Interesting Antibody Papers

Hints how broadly neutralizing antibodies arise (paper here). (Haynes lab here) Antibodies can be developed to bind virtually any antigen. There is a stark difference however between the ‘binding’ antibodies and ‘neutralizing’ antibodies. Binding antibodies are those that make contact with the antigen and perhaps flag it for elimination. This is in contrast to neutralizing antibodies, whose binding eliminates the biological activity of the antigen. A special class of such neutralizing antibodies are ‘broad neutralizing antibodies’. These are molecules which are capable of neutralizing multiple strains of the antigen.

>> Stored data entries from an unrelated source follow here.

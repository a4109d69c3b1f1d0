use std::collections::HashSet;

use crate::types::{parses_as_date, parses_as_timestamp};

/// Judges whether a header row is usable as column names.
///
/// A data row masquerading as a header (a row of numeric ids, say) has to be
/// rejected so the caller can substitute positional names instead of
/// corrupting the schema. Pure predicate; the input is never mutated.
#[derive(Debug, Clone)]
pub struct ColumnNameValidator {
    names: Vec<String>,
    count: usize,
    distinct_count: usize,
}

impl ColumnNameValidator {
    pub fn new<I, S>(names: I) -> Self
    where
        I: IntoIterator<Item = S>,
        S: Into<String>,
    {
        let names: Vec<String> = names.into_iter().map(Into::into).collect();
        let count = names.len();
        let distinct_count = names.iter().collect::<HashSet<_>>().len();

        ColumnNameValidator {
            names,
            count,
            distinct_count,
        }
    }

    pub fn valid(&self) -> bool {
        self.are_distinct()
            && !self.contain_blank()
            && !self.contain_number()
            && !self.contain_datetime()
            && !self.contain_uuid()
    }

    fn are_distinct(&self) -> bool {
        self.count == self.distinct_count
    }

    fn contain_blank(&self) -> bool {
        self.names.iter().any(|n| n.trim().is_empty())
    }

    fn contain_number(&self) -> bool {
        self.names.iter().any(|n| n.parse::<f64>().is_ok())
    }

    fn contain_datetime(&self) -> bool {
        self.names
            .iter()
            .any(|n| parses_as_date(n) || parses_as_timestamp(n))
    }

    fn contain_uuid(&self) -> bool {
        self.names.iter().any(|n| uuid::Uuid::parse_str(n).is_ok())
    }
}

#[cfg(test)]
mod tests {
    use super::*;

    fn valid(names: &[&str]) -> bool {
        ColumnNameValidator::new(names.iter().copied()).valid()
    }

    #[test]
    fn accepts_plain_names() {
        assert!(valid(&["Name", "Age", "City"]));
    }

    #[test]
    fn rejects_duplicates() {
        assert!(!valid(&["Name", "Age", "Name"]));
    }

    #[test]
    fn rejects_blank_entries() {
        assert!(!valid(&["Name", "", "City"]));
        assert!(!valid(&["Name", "   ", "City"]));
    }

    #[test]
    fn rejects_numeric_entries() {
        assert!(!valid(&["1", "2", "3"]));
        assert!(!valid(&["Name", "2.5", "City"]));
    }

    #[test]
    fn rejects_datetime_entries() {
        assert!(!valid(&["Name", "2024-01-31", "City"]));
        assert!(!valid(&["Name", "2024-01-31 10:30:00", "City"]));
    }

    #[test]
    fn rejects_uuid_entries() {
        assert!(!valid(&["Name", "9790b103-5e49-4b3c-96e9-79818b4917b7"]));
    }

    #[test]
    fn empty_header_is_valid_vacuously() {
        // No names, nothing to object to; callers guard for zero columns.
        assert!(valid(&[]));
    }
}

Such broadly neutralizing antibodies are very important in the fight against highly malleable diseases such as Influenza or HIV.

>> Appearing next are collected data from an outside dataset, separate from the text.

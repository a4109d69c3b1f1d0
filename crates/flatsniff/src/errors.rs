#[derive(Debug, thiserror::Error)]
pub enum SniffError {
    #[error(transparent)]
    Io(#[from] std::io::Error),

    #[error("Row {line} has {got} values, expected {expected}")]
    MalformedRow {
        line: usize,
        expected: usize,
        got: usize,
    },

    #[error("Probe '{id}' missing from sample row")]
    MissingProbe { id: String },

    #[error("Probe references unknown field '{field}'")]
    UnknownField { field: String },
}

pub type Result<T, E = SniffError> = std::result::Result<T, E>;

The process how such antibodies arise is still poorly understood. In the manuscript of Williams et al., they make a link between the memory and plasma B cells of broadly neutralizing antibodies and find their common ancestor. The common ancestor turned out to be auto-reactive, which might suggest that some degree of tolerance is necessary to allow for broadly neutralizing abs (‘hit a lot of targets fatally’). From a more engineering perspective, they create chimeras of the plasma and memory b cells and demonstrate that they are much more powerful in neutralizing HIV.

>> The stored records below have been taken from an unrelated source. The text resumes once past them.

use tracing::{debug, warn};

use crate::errors::{Result, SniffError};
use crate::probe::{Probe, ProbeBatch, RowTransformRunner, SampleRun};
use crate::request::InspectionRequest;
use crate::schema::{FieldType, FileInformation, InferredField};

/// Orchestrates one inference run: builds the probe batch, drives the sample
/// through a [`RowTransformRunner`], and applies the type-selection ladder.
///
/// A candidate type is accepted for a field only when its convert probe held
/// on every retained row; the first accepted candidate in request order wins
/// and implies the storage width, so the length is cleared. A field with no
/// accepted candidate falls back to text sized at the max observed length
/// plus the request's margin.
///
/// A zero-row sample accepts no candidate type. The vacuous universal-truth
/// reading would make the result depend on candidate order for empty files;
/// instead every field resolves to text sized at the margin alone.
#[derive(Debug)]
pub struct FieldInspector<R: RowTransformRunner> {
    runner: R,
}

impl<R: RowTransformRunner> FieldInspector<R> {
    pub fn new(runner: R) -> Self {
        FieldInspector { runner }
    }

    /// Resolve a type (and length, for text) for every field.
    ///
    /// Returns a fresh list; the caller's `FileInformation` is not touched.
    /// Runner errors propagate unmodified, runner warnings are forwarded as
    /// log events and never abort.
    pub fn inspect(
        &self,
        info: &FileInformation,
        request: &InspectionRequest,
    ) -> Result<Vec<InferredField>> {
        let batch = ProbeBatch::build(info, request);
        debug!(
            identifier = %info.identifier(),
            fields = batch.fields.len(),
            probes = batch.probes.len(),
            sample = batch.sample,
            top = batch.top,
            ?batch,
            "submitting probe batch"
        );

        let run = self.runner.run(&batch)?;
        for warning in &run.warnings {
            warn!(%warning, identifier = %info.identifier(), "row transform warning");
        }

        let mut inferred = Vec::with_capacity(info.fields.len());
        for field in &info.fields {
            inferred.push(self.resolve_field(&field.name, request, &run)?);
        }

        Ok(inferred)
    }

    fn resolve_field(
        &self,
        name: &str,
        request: &InspectionRequest,
        run: &SampleRun,
    ) -> Result<InferredField> {
        if !run.rows.is_empty() {
            for candidate in &request.types {
                let id = Probe::convert(name, *candidate).id;
                let mut all = true;
                for row in &run.rows {
                    let value = row
                        .get(&id)
                        .ok_or_else(|| SniffError::MissingProbe { id: id.clone() })?;
                    if !value.as_bool().unwrap_or(false) {
                        all = false;
                        break;
                    }
                }
                if all {
                    return Ok(InferredField {
                        name: name.to_string(),
                        field_type: candidate.as_field_type(),
                        length: None,
                    });
                }
            }
        }

        // Text fallback.
        let id = Probe::length(name).id;
        let mut max_length = 0i64;
        for row in &run.rows {
            let value = row
                .get(&id)
                .ok_or_else(|| SniffError::MissingProbe { id: id.clone() })?;
            max_length = max_length.max(value.as_int().unwrap_or(0));
        }

        Ok(InferredField {
            name: name.to_string(),
            field_type: FieldType::Text,
            length: Some(max_length as usize + request.text_length_margin),
        })
    }
}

Ineresting data: their crystal structures are different broadly neutralizing abs co-crystallized with the same antigen (altought small…). Good set for ab-specific docking or epitope prediction — beyond the other case like that in the PDB (lysozyme)! At the time of writing the structures were still on hold in the PDB so watch this space…

Interesting Antibody Papers

Below are two somewhat recent papers that are quite relevant to those doing ab-engineering. The first one takes a look at antibodies as a collection — software which better estimates a diversity of an antibody repertoire. The second one looks at each residue in more detail — it maps the mutational landscape of an entire antibody, showing a possible modulating switch for VL-CL interface.

Estimating the diversity of an antibody repertoire. (Arnaout Lab) paper here. High Throughput Sequencing (or next generation sequencing…) of antibody repertoires allows us to get snapshots of the overall antibody population. Since the antibody population ‘diversity’ is key to their ability to find a binder to virtually any antigen, it is desirable to quantify how ‘diverse’ the sample is as a way to see how broad you need to cast the net. Firstly however, we need to know what we mean by ‘diversity’. One way of looking at it is akin to considering ‘species diversity’, studied extensively in ecology. For example, you estimate the ‘richness’ of species in a sample of 100 rabbits, 10 wolves and 20 sheep. Diversity measures such as Simpson’s index or entropy were used to calculate how biased the diversity is towards one species. Here the sample is quite biased towards rabbits, however if instead we had 10 rabbits, 10 wolves and 10 sheep, the ‘diversity’ would be quite uniform. Back to antibodies: it is desirable to know if a given species of an antibody is more represented than others or if one is very underrepresented. This might indicate healthy vs unhealthy immune system, indicate antibodies carrying out an immune response (when there is more of a type of antibody which is directing the immune response). Problem: in an arbitrary sample of antibody sequences/reads tell me how diverse they are. We should be able to do this by estimating the number of cell clones that gave rise to the antibodies (referred to as clonality). People have been doing this by grouping sequences by CDR3 similarity. For example, sequences with CDR3 identical or more than >95% identity, are treated as the same cell — which is tantamount to being the same ‘species’. However since the number of diverse B cells in a human organism is huge, HTS only provides a sample of these. Therefore some rarer clones might be underrepresented or missing altogether. To address this issue, Arnaout and Kaplinsky developed a methodology called Recon which estimates the antibody sample diversity. It is based on the expectation-maximization algorithm: given a list of species and their numbers, iterate adding parameters until they have a good agreement between the fitted distributions and the given data. They have validated this methodology firstly on the simulated data and then on the DeKosky dataset. The code is available from here subject to their license agreement.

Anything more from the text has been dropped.